What the Luxury Sector Might Be Telling Us

Has the fevered pursuit of luxury seen its “last hurrah”?

by Bob Stokes
Updated: June 01, 2023

The pursuit of luxury tends to go out of fashion when the public's mood turns pessimistic.

However, when people are highly optimistic about the future, the opposite is true. For example, back in June 2007, the Associated Press noted:

Luxury Goods Boom Goes Over the Top

Forget about the $350 stilettos. Shoes with status these days come with $1,000 price tags. And $600 handbags have become so bourgeois. A-listers don't want to be seen with anything costing less than $5,000.

Yet only three months later there seemed to be a stark shift, as this September 2007 New York Times headline reported:

Suddenly, a Hesitation About Splurging

Within a month the Dow Industrials had peaked and slid into a deep bear market.

This bit of history about luxury is mentioned because one might wonder if a similar scenario is playing out again here in 2023.

As recently as April 24, a Bloomberg headline read:

LVMH's Market Value Exceeds $500 Billion, a First in Europe

As you probably know, LVMH is a major luxury goods company based in Paris. Subsidiaries include Louis Vuitton, Christian Dior and Tiffany & Co. – just to name a few.

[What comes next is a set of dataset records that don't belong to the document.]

//! Incremental `text/event-stream` decoder.
//!
//! Bytes arrive in arbitrary chunks; frames are emitted once their
//! terminating blank line has been seen. Lines are assembled as bytes and
//! only then decoded as UTF-8, so a multi-byte character split across two
//! chunks is never mangled.
//!
//! A UTF-8 byte order mark at the very start of the stream is dropped.
//!
//! Handled fields: `data` (multi-line, joined with `\n`), `event`, `id`.
//! `retry` and unknown fields are ignored, as are `:` comment lines (servers
//! use them as keep-alive pings).

/// One dispatched server-sent event.
#[derive(Clone, Debug, Default, PartialEq, Eq)]
pub struct SseFrame {
    /// The `event:` name, if the server set one.
    pub event: Option<String>,
    /// The joined `data:` lines.
    pub data: String,
    /// The last `id:` seen on the stream.
    pub id: Option<String>,
}

impl SseFrame {
    /// A frame carrying only data.
    pub fn data(data: impl Into<String>) -> Self {
        Self {
            data: data.into(),
            ..Self::default()
        }
    }
}

const BOM: [u8; 3] = [0xEF, 0xBB, 0xBF];

#[derive(Debug, Default)]
pub struct SseDecoder {
    /// Leading bytes matched against [`BOM`] so far.
    bom_matched: usize,
    started: bool,
    line: Vec<u8>,
    after_cr: bool,
    data: String,
    has_data: bool,
    event: Option<String>,
    last_id: Option<String>,
}

impl SseDecoder {
    pub fn new() -> Self {
        Self::default()
    }

    /// Feed one chunk, returning every frame it completed.
    pub fn feed(&mut self, chunk: &[u8]) -> Vec<SseFrame> {
        let mut frames = Vec::new();
        for &byte in chunk {
            if !self.started {
                let matched = self.bom_matched;
                if byte == BOM[matched] {
                    self.bom_matched += 1;
                    self.started = self.bom_matched == BOM.len();
                    continue;
                }
                // Not a BOM after all: replay the partial match.
                self.started = true;
                for &b in &BOM[..matched] {
                    self.push_byte(b, &mut frames);
                }
            }
            self.push_byte(byte, &mut frames);
        }
        frames
    }

    fn push_byte(&mut self, byte: u8, frames: &mut Vec<SseFrame>) {
        if self.after_cr {
            self.after_cr = false;
            if byte == b'\n' {
                return;
            }
        }
        match byte {
            b'\n' => self.end_line(frames),
            b'\r' => {
                self.end_line(frames);
                self.after_cr = true;
            }
            _ => self.line.push(byte),
        }
    }

    fn end_line(&mut self, frames: &mut Vec<SseFrame>) {
        let raw = std::mem::take(&mut self.line);
        if raw.is_empty() {
            if let Some(frame) = self.dispatch() {
                frames.push(frame);
            }
            return;
        }
        let line = String::from_utf8_lossy(&raw);
        if line.starts_with(':') {
            return;
        }
        let (field, value) = match line.split_once(':') {
            Some((field, value)) => (field, value.strip_prefix(' ').unwrap_or(value)),
            None => (line.as_ref(), ""),
        };
        match field {
            "data" => {
                self.data.push_str(value);
                self.data.push('\n');
                self.has_data = true;
            }
            "event" => self.event = Some(value.to_string()),
            "id" if !value.contains('\0') => self.last_id = Some(value.to_string()),
            _ => {}
        }
    }

    fn dispatch(&mut self) -> Option<SseFrame> {
        let event = self.event.take();
        if !self.has_data {
            return None;
        }
        self.has_data = false;
        let mut data = std::mem::take(&mut self.data);
        if data.ends_with('\n') {
            data.pop();
        }
        Some(SseFrame {
            event: event.filter(|e| !e.is_empty()),
            data,
            id: self.last_id.clone(),
        })
    }
}

#[cfg(test)]
mod tests {
    use super::*;

    #[test]
    fn test_single_frame() {
        let mut dec = SseDecoder::new();
        let frames = dec.feed(b"event: state\ndata: {\"type\":\"log\"}\n\n");
        assert_eq!(
            frames,
            vec![SseFrame {
                event: Some("state".into()),
                data: r#"{"type":"log"}"#.into(),
                id: None,
            }]
        );
    }

    #[test]
    fn test_incomplete_frame_waits() {
        let mut dec = SseDecoder::new();
        assert!(dec.feed(b"data: par").is_empty());
        assert!(dec.feed(b"tial\n").is_empty());
        assert_eq!(dec.feed(b"\n"), vec![SseFrame::data("partial")]);
    }

    #[test]
    fn test_multiline_data() {
        let mut dec = SseDecoder::new();
        let frames = dec.feed(b"data: one\ndata:two\n\n");
        assert_eq!(frames, vec![SseFrame::data("one\ntwo")]);
    }

    #[test]
    fn test_crlf_split_across_chunks() {
        let mut dec = SseDecoder::new();
        assert!(dec.feed(b"data: a\r").is_empty());
        let frames = dec.feed(b"\n\r\n");
        assert_eq!(frames, vec![SseFrame::data("a")]);
    }

    #[test]
    fn test_bare_cr_line_endings() {
        let mut dec = SseDecoder::new();
        assert_eq!(dec.feed(b"data: x\r\r"), vec![SseFrame::data("x")]);
    }

    #[test]
    fn test_comments_and_retry_ignored() {
        let mut dec = SseDecoder::new();
        let frames = dec.feed(b": ping\n\nretry: 5000\n\ndata: y\n\n");
        assert_eq!(frames, vec![SseFrame::data("y")]);
    }

    #[test]
    fn test_event_without_data_is_not_dispatched() {
        let mut dec = SseDecoder::new();
        assert!(dec.feed(b"event: state\n\n").is_empty());
        // The event name does not leak into the next frame.
        assert_eq!(dec.feed(b"data: z\n\n"), vec![SseFrame::data("z")]);
    }

    #[test]
    fn test_empty_data_line_dispatches_empty_frame() {
        let mut dec = SseDecoder::new();
        assert_eq!(dec.feed(b"data:\n\n"), vec![SseFrame::data("")]);
    }

    #[test]
    fn test_id_persists() {
        let mut dec = SseDecoder::new();
        let frames = dec.feed(b"id: 7\ndata: a\n\ndata: b\n\n");
        assert_eq!(frames[0].id.as_deref(), Some("7"));
        assert_eq!(frames[1].id.as_deref(), Some("7"));
    }

    #[test]
    fn test_leading_bom_stripped() {
        let mut dec = SseDecoder::new();
        assert_eq!(dec.feed(b"\xEF\xBB\xBFdata: a\n\n"), vec![SseFrame::data("a")]);
    }

    #[test]
    fn test_leading_bom_split_across_chunks() {
        let mut dec = SseDecoder::new();
        assert!(dec.feed(b"\xEF").is_empty());
        assert!(dec.feed(b"\xBB\xBFdata: ").is_empty());
        assert_eq!(dec.feed(b"b\n\n"), vec![SseFrame::data("b")]);
    }

    #[test]
    fn test_only_first_bom_stripped() {
        let mut dec = SseDecoder::new();
        let frames = dec.feed("data: x\n\n\u{FEFF}data: y\n\n".as_bytes());
        // A BOM mid-stream is part of the field name, so that frame is ignored.
        assert_eq!(frames, vec![SseFrame::data("x")]);
    }

    #[test]
    fn test_partial_bom_prefix_is_replayed() {
        let mut dec = SseDecoder::new();
        // 0xEF followed by a non-BOM byte stays in the line as data.
        let frames = dec.feed(b"\xEF\n\ndata: z\n\n");
        assert_eq!(frames, vec![SseFrame::data("z")]);
        let mut dec = SseDecoder::new();
        let frames = dec.feed(b"\xEFdata: q\n\n");
        assert!(frames.is_empty());
    }

    #[test]
    fn test_utf8_split_across_chunks() {
        let text = "data: ü\n\n".as_bytes();
        // 'ü' is two bytes; split between them.
        let split = text.iter().position(|&b| b == 0xC3).unwrap() + 1;
        let mut dec = SseDecoder::new();
        assert!(dec.feed(&text[..split]).is_empty());
        assert_eq!(dec.feed(&text[split..]), vec![SseFrame::data("ü")]);
    }
}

Shares of LVMH rallied strongly in Q1: in turn, there was much fanfare about founder and chairman Bernard Arnault becoming the world's richest man.

But the latest news has a different tone.

On May 24, Fortune magazine said:

World's richest man sees $11 billion in wealth wiped out after stock rout in European luxury goods

Is this just a temporary setback... or are we in the early stages of a shift away from the pursuit of luxury?

Murray Gunn, Elliott Wave International's Head of Global Research, shared this May 26 chart and commentary from our Interest Rates Pro Service:


A good proxy for the luxury sector is the relative performance of the French CAC 40, which is dominated by luxury goods stocks ... Its outperformance started when the helicopter money started being thrown about by central banks during the Covid pandemic. Now that is coming to an end and luxury's last hurrah seems to be too.